2025 documentary film

WTO/99 is a 2025 American documentary film about the 1999 Seattle WTO protests. The film is told entirely through archive footage. It is edited, produced, and directed by Ian Bell. It premiered at the True/False Film Festival in February 2025.

==Reception==
===Critical response===
 Metacritic, which uses a weighted average, assigned the film a score of 63 out of 100, based on four critics, indicating "generally favorable" reviews.

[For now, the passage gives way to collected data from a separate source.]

//! Configuration module for the export lifecycle service.
//!
//! The service is configured via a TOML file, with support for environment
//! variable interpolation using `${VAR_NAME}` syntax.
//!
//! # Example
//!
//! ```toml
//! [server]
//! host = "0.0.0.0"
//! port = 8470
//!
//! [database]
//! type = "sqlite"
//! path = "${DATA_DIR}/lifecycle.db"
//!
//! [storage]
//! export_dir = "${DATA_DIR}/exports"
//! ```

mod database;
mod observability;
mod retention;
mod scheduler;
mod server;
mod storage;

use std::path::Path;

pub use database::*;
pub use observability::*;
pub use retention::*;
pub use scheduler::*;
use serde::{Deserialize, Serialize};
pub use server::*;
pub use storage::*;

/// Root configuration.
///
/// All sections are optional with sensible defaults, allowing minimal
/// configuration for simple deployments.
#[derive(Debug, Clone, Default, Serialize, Deserialize)]
#[serde(deny_unknown_fields)]
pub struct LifecycleConfig {
    /// Admin HTTP server configuration.
    #[serde(default)]
    pub server: ServerConfig,

    /// Database holding export records, policies and the audit trail.
    #[serde(default)]
    pub database: DatabaseConfig,

    /// Export directory and free-space thresholds.
    #[serde(default)]
    pub storage: StorageConfig,

    /// Baseline retention rules.
    #[serde(default)]
    pub retention: RetentionConfig,

    /// Background job cadence.
    #[serde(default)]
    pub scheduler: SchedulerConfig,

    /// Observability configuration (logging, metrics).
    #[serde(default)]
    pub observability: ObservabilityConfig,
}

impl LifecycleConfig {
    /// Load configuration from a TOML file.
    ///
    /// Environment variables in the format `${VAR_NAME}` are expanded.
    /// Missing required variables will cause an error.
    pub fn from_file(path: impl AsRef<Path>) -> Result<Self, ConfigError> {
        let contents = std::fs::read_to_string(path.as_ref())
            .map_err(|e| ConfigError::Io(e, path.as_ref().to_path_buf()))?;

        Self::from_str(&contents)
    }

    /// Parse configuration from a TOML string.
    #[allow(clippy::should_implement_trait)]
    pub fn from_str(contents: &str) -> Result<Self, ConfigError> {
        let expanded = expand_env_vars(contents)?;
        let config: LifecycleConfig = toml::from_str(&expanded).map_err(ConfigError::Parse)?;
        config.validate()?;
        Ok(config)
    }

    /// Validate the configuration for consistency and completeness.
    pub fn validate(&self) -> Result<(), ConfigError> {
        self.database.validate()?;
        self.storage.validate()?;
        self.retention.validate()?;
        self.scheduler.validate()?;
        self.observability.validate()?;
        Ok(())
    }
}

/// Configuration errors.
#[derive(Debug, thiserror::Error)]
pub enum ConfigError {
    #[error("Failed to read config file {1}: {0}")]
    Io(std::io::Error, std::path::PathBuf),

    #[error("Failed to parse config: {0}")]
    Parse(#[from] toml::de::Error),

    #[error("Environment variable not found: {0}")]
    EnvVarNotFound(String),

    #[error("Configuration validation error: {0}")]
    Validation(String),
}

/// Expand environment variables in the format `${VAR_NAME}`.
/// Variables that appear after a `#` on the same line are left untouched.
fn expand_env_vars(input: &str) -> Result<String, ConfigError> {
    let re = regex::Regex::new(r"\$\{([^}]+)\}")
        .map_err(|e| ConfigError::Validation(e.to_string()))?;
    let mut result = String::with_capacity(input.len());

    for line in input.lines() {
        let comment_pos = line.find('#');
        let mut last_end = 0;

        for cap in re.captures_iter(line) {
            let Some(whole) = cap.get(0) else {
                continue;
            };

            if let Some(pos) = comment_pos
                && whole.start() >= pos
            {
                continue;
            }

            result.push_str(&line[last_end..whole.start()]);

            let var_name = &cap[1];
            let value = std::env::var(var_name)
                .map_err(|_| ConfigError::EnvVarNotFound(var_name.to_string()))?;
            result.push_str(&value);

            last_end = whole.end();
        }

        result.push_str(&line[last_end..]);
        result.push('\n');
    }

    // Remove trailing newline if input didn't have one
    if !input.ends_with('\n') && result.ends_with('\n') {
        result.pop();
    }

    Ok(result)
}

Vikram Murthi of IndieWire gave the film a B+ and wrote, "The ominous tone WTO/99 slowly adopts suggests a perennial truth, one that becomes more frustrating as time marches on: We will witness history repeat itself again and again until we choose to learn from it."

===Accolades===
The film was nominated for Best Archival Documentary at the 10th Critics' Choice Documentary Awards.